Substrate chemistry influences the morphology and biological function of adsorbed extracellular matrix assemblies.

In addition to mediating cell signalling events, native extracellular matrix (ECM) assemblies interact with other ECM components, act as reservoirs for soluble signalling molecules and perform structural roles. The potential of native ECM assemblies in the manufacture of biomimetic materials has not been fully exploited due, in part, to the effects of substrate interactions on their morphology. We have previously demonstrated that the ECM components, fibrillin and type VI collagen microfibrils, exhibit substrate dependent morphologies on chemically and topographically variable heterogeneous surfaces. Using both cleaning and coating approaches on silicon wafers and glass coverslips we have produced chemically homogeneous, topographically similar substrates which cover a large amphiphilic range. Extremes of substrate amphiphilicity induced morphological changes in periodicity, curvature and lateral spreading which may mask binding sites or disrupt domain structure.
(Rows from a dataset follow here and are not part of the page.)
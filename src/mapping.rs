//! Coordinate mapping over tensor backed positions.
//!
//! A `Conformation` holds the untransformed coordinates of a model, one row of
//! `[x, y, z]` per atom in a `[count, 3]` row-major space. `create_mapping` pairs it
//! with a 4x4 transform and hands back accessors for the transformed positions.
//! How operators are composed or inverted is the caller's business.

use nalgebra::{Matrix4, Point3};
use tracing::debug;

use crate::error::{LayoutError, Result};
use crate::tensor::{Element, ElementKind, Space};

#[derive(Clone, Debug, PartialEq)]
pub struct Conformation {
    // `None` for a model with no atoms, `[0, 3]` is not a valid shape
    space: Option<Space>,
    coords: Vec<f64>,
}

impl Conformation {
    /// `count` atoms, all at the origin
    pub fn new(count: usize) -> Result<Conformation> {
        if count == 0 {
            return Ok(Conformation { space: None, coords: Vec::new() });
        }
        let space = Space::build(&[count, 3], None, Some(ElementKind::F64))?;
        let coords = space.create_vec();
        Ok(Conformation { space: Some(space), coords })
    }

    pub fn from_xyz(x: &[f64], y: &[f64], z: &[f64]) -> Result<Conformation> {
        if x.len() != y.len() || x.len() != z.len() {
            return Err(LayoutError::InvalidShape {
                dims: vec![x.len(), y.len(), z.len()],
                reason: "coordinate columns differ in length",
            });
        }
        let mut conformation = Conformation::new(x.len())?;
        for (i, ((&x, &y), &z)) in x.iter().zip(y).zip(z).enumerate() {
            conformation.set_position(i, Point3::new(x, y, z));
        }
        Ok(conformation)
    }

    pub fn len(&self) -> usize {
        self.coords.len() / 3
    }

    pub fn is_empty(&self) -> bool {
        self.coords.is_empty()
    }

    /// The `[count, 3]` layout of the coordinates, `None` when there are no atoms
    pub fn space(&self) -> Option<&Space> {
        self.space.as_ref()
    }

    /// The flat `[count, 3]` storage
    pub fn coords(&self) -> &[f64] {
        &self.coords
    }

    /// Panics if `i` is not an atom of this conformation
    #[inline]
    pub fn coordinate(&self, i: usize, axis: usize) -> f64 {
        match &self.space {
            Some(space) => space.get(&self.coords, (i, axis)),
            None => panic!("atom {} out of range for an empty conformation", i),
        }
    }

    pub fn position(&self, i: usize) -> Point3<f64> {
        Point3::new(self.coordinate(i, 0), self.coordinate(i, 1), self.coordinate(i, 2))
    }

    pub fn set_position(&mut self, i: usize, p: Point3<f64>) {
        let Some(space) = &self.space else {
            panic!("atom {} out of range for an empty conformation", i);
        };
        for axis in 0..3 {
            space.set(&mut self.coords, (i, axis), p[axis]);
        }
    }
}

/// Maps an atom index to a 3D coordinate.
/// `position(i)` must equal the transform applied to `invariant_position(i)`.
pub trait PositionMapping {
    fn invariant_position(&self, i: usize) -> Point3<f64>;
    fn position(&self, i: usize) -> Point3<f64>;

    fn x(&self, i: usize) -> f64 {
        self.position(i).x
    }

    fn y(&self, i: usize) -> f64 {
        self.position(i).y
    }

    fn z(&self, i: usize) -> f64 {
        self.position(i).z
    }
}

/// The mapping produced by `create_mapping`
#[derive(Clone, Debug)]
pub struct OperatorMapping<'a> {
    transform: Matrix4<f64>,
    is_identity: bool,
    conformation: &'a Conformation,
}

impl<'a> OperatorMapping<'a> {
    pub fn transform(&self) -> &Matrix4<f64> {
        &self.transform
    }

    pub fn conformation(&self) -> &'a Conformation {
        self.conformation
    }
}

impl<'a> PositionMapping for OperatorMapping<'a> {
    fn invariant_position(&self, i: usize) -> Point3<f64> {
        self.conformation.position(i)
    }

    fn position(&self, i: usize) -> Point3<f64> {
        let p = self.conformation.position(i);
        if self.is_identity {
            p
        } else {
            self.transform.transform_point(&p)
        }
    }

    // the identity case reads straight from storage
    fn x(&self, i: usize) -> f64 {
        if self.is_identity { self.conformation.coordinate(i, 0) } else { self.position(i).x }
    }

    fn y(&self, i: usize) -> f64 {
        if self.is_identity { self.conformation.coordinate(i, 1) } else { self.position(i).y }
    }

    fn z(&self, i: usize) -> f64 {
        if self.is_identity { self.conformation.coordinate(i, 2) } else { self.position(i).z }
    }
}

/// Derives position accessors for `conformation` under `transform`
pub fn create_mapping<'a>(transform: &Matrix4<f64>, conformation: &'a Conformation) -> OperatorMapping<'a> {
    let is_identity = transform.is_identity(0.0);
    debug!(is_identity, atoms = conformation.len(), "created position mapping");
    OperatorMapping { transform: *transform, is_identity, conformation }
}

/// Reads a 4x4 transform out of a buffer laid out by any rank 2 space of shape [4, 4]
pub fn transform_from_space<T: Element>(space: &Space, data: &[T]) -> Result<Matrix4<f64>> {
    if space.dims() != [4, 4] {
        return Err(LayoutError::InvalidShape { dims: space.dims().to_vec(), reason: "a transform needs a 4x4 space" });
    }
    if data.len() < space.len() {
        return Err(LayoutError::BufferLength { expected: space.len(), found: data.len() });
    }
    Ok(Matrix4::from_fn(|i, j| space.get(data, (i, j)).as_f64()))
}

#[cfg(test)]
mod tests {
    use super::*;
    use nalgebra::Vector3;

    fn sample() -> Conformation {
        Conformation::from_xyz(&[1.0, 0.0, -2.0], &[0.0, 2.0, 0.5], &[0.0, 0.0, 3.0]).unwrap()
    }

    #[test]
    fn conformation_storage_is_row_major() {
        let c = sample();
        assert_eq!(c.len(), 3);
        assert!(!c.is_empty());
        assert_eq!(c.space().unwrap().strides(), &[3, 1]);
        assert_eq!(&c.coords()[3..6], &[0.0, 2.0, 0.0]);
        assert_eq!(c.position(2), Point3::new(-2.0, 0.5, 3.0));
    }

    #[test]
    fn mismatched_columns() {
        assert!(matches!(
            Conformation::from_xyz(&[1.0], &[], &[0.0]),
            Err(LayoutError::InvalidShape { .. })
        ));
    }

    #[test]
    fn empty_model() {
        let c = Conformation::from_xyz(&[], &[], &[]).unwrap();
        assert_eq!(c.len(), 0);
        assert!(c.is_empty());
        assert!(c.space().is_none());
        assert_eq!(c, Conformation::new(0).unwrap());

        let t = Matrix4::new_translation(&Vector3::new(1.0, 2.0, 3.0));
        let m = create_mapping(&t, &c);
        assert!(m.conformation().is_empty());
        assert_eq!(m.transform(), &t);
    }

    #[test]
    #[should_panic]
    fn empty_model_has_no_positions() {
        let c = Conformation::new(0).unwrap();
        create_mapping(&Matrix4::identity(), &c).x(0);
    }

    #[test]
    fn identity_mapping() {
        let c = sample();
        let m = create_mapping(&Matrix4::identity(), &c);
        for i in 0..c.len() {
            assert_eq!(m.position(i), m.invariant_position(i));
            assert_eq!(m.x(i), c.coordinate(i, 0));
            assert_eq!(m.z(i), c.coordinate(i, 2));
        }
    }

    #[test]
    fn translated_mapping() {
        let c = sample();
        let t = Matrix4::new_translation(&Vector3::new(1.0, 2.0, 3.0));
        let m = create_mapping(&t, &c);
        assert_eq!(m.position(0), Point3::new(2.0, 2.0, 3.0));
        assert_eq!(m.invariant_position(0), Point3::new(1.0, 0.0, 0.0));
        assert_eq!(m.y(1), 4.0);
        assert_eq!(m.z(2), 6.0);
    }

    #[test]
    fn transform_read_from_column_major_space() {
        let space = Space::column_major_matrix(4, 4, None).unwrap();
        let t = Matrix4::new_translation(&Vector3::new(5.0, 6.0, 7.0));
        // nalgebra storage is column-major, so it is a valid buffer for this space
        let read = transform_from_space(&space, t.as_slice()).unwrap();
        assert_eq!(read, t);

        let bad = Space::new(&[3, 3]).unwrap();
        assert!(transform_from_space(&bad, &[0.0; 9]).is_err());
    }
}
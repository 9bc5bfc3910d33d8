use super::space::Dims;

/// Walks every logical index of a space with the axes nested in a given order,
/// the first axis of `order` outermost. Built from `Space::indices` it follows
/// physical storage, so the n-th index yielded lives at flat offset n.
pub struct Indices {
    dims: Dims,
    order: Dims,
    cursor: Dims,
    remaining: usize,
}

impl Indices {
    pub(crate) fn new(dims: &[usize], order: &[usize]) -> Indices {
        let remaining = dims.iter().product();
        Indices {
            dims: dims.into(),
            order: order.into(),
            cursor: dims.iter().map(|_| 0).collect(),
            remaining,
        }
    }
}

impl Iterator for Indices {
    type Item = Dims;

    fn next(&mut self) -> Option<Self::Item> {
        if self.remaining == 0 {
            return None;
        }
        let item = self.cursor.clone();
        self.remaining -= 1;
        carry_over(&mut self.cursor, &self.dims, &self.order);
        Some(item)
    }

    fn size_hint(&self) -> (usize, Option<usize>) {
        (self.remaining, Some(self.remaining))
    }
}

impl ExactSizeIterator for Indices {}

/// Increase the index by 1 along the fastest axis of `order`, and carry over to
/// slower axes if applicable. Returns true if the index wrapped around to all zeros.
fn carry_over(index: &mut [usize], dims: &[usize], order: &[usize]) -> bool {
    for &axis in order.iter().rev() {
        index[axis] += 1;
        if index[axis] < dims[axis] {
            return false;
        }
        index[axis] = 0;
    }
    true
}
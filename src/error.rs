use thiserror::Error;

/// Everything that can go wrong while declaring a layout.
/// Element access never produces one of these, see `Space::get`.
#[derive(Debug, Error)]
pub enum LayoutError {
    #[error("invalid shape {dims:?}: {reason}")]
    InvalidShape {
        dims: Vec<usize>,
        reason: &'static str,
    },

    #[error("invalid axis order {order:?} for rank {rank}: {reason}")]
    InvalidPermutation {
        order: Vec<usize>,
        rank: usize,
        reason: &'static str,
    },

    #[error("buffer of {found} elements cannot back a layout of {expected}")]
    BufferLength { expected: usize, found: usize },

    #[error(transparent)]
    View(#[from] ndarray::ShapeError),

    #[error("malformed layout document: {0}")]
    Config(#[from] ron::error::SpannedError),

    #[error("could not write layout document: {0}")]
    Serialize(#[from] ron::Error),
}

pub type Result<T> = std::result::Result<T, LayoutError>;
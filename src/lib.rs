//! Strided layouts for dense n-dimensional numeric arrays.
//!
//! A [`Space`] describes how a logical index of any rank maps onto one flat buffer,
//! for any order of the axes in memory. Vectors and row/column major matrices are
//! just preconfigured spaces.
//!
//! ```
//! use tensorspace_lib::{Space, ElementKind};
//!
//! let m = Space::column_major_matrix(3, 2, Some(ElementKind::I32)).unwrap();
//! let mut data = m.create();
//! let d = data.as_mut_slice::<i32>().unwrap();
//! for i in 0..3usize {
//!     for j in 0..2usize {
//!         m.set(d, (i, j), (i + j) as i32);
//!     }
//! }
//! assert_eq!(d, &[0, 1, 2, 1, 2, 3]);
//! ```
pub mod config;
pub mod error;
pub mod mapping;
pub mod tensor;

pub use config::{load_space, LayoutConfig};
pub use error::{LayoutError, Result};
pub use tensor::{Buffer, Element, ElementKind, Space, SpaceIndex};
Biological functionality, as assayed by the ability to support cell spreading, was significantly reduced for fibrillin microfibrils adsorbed on highly hydrophilic substrates (contact angle 20.7 degrees) compared with less hydrophilic (contact angle 38.3 degrees) and hydrophobic (contact angle 92.8 degrees) substrates. With an appropriate choice of surface chemistry, multifunctional ECM assemblies retain their native morphology and biological functionality.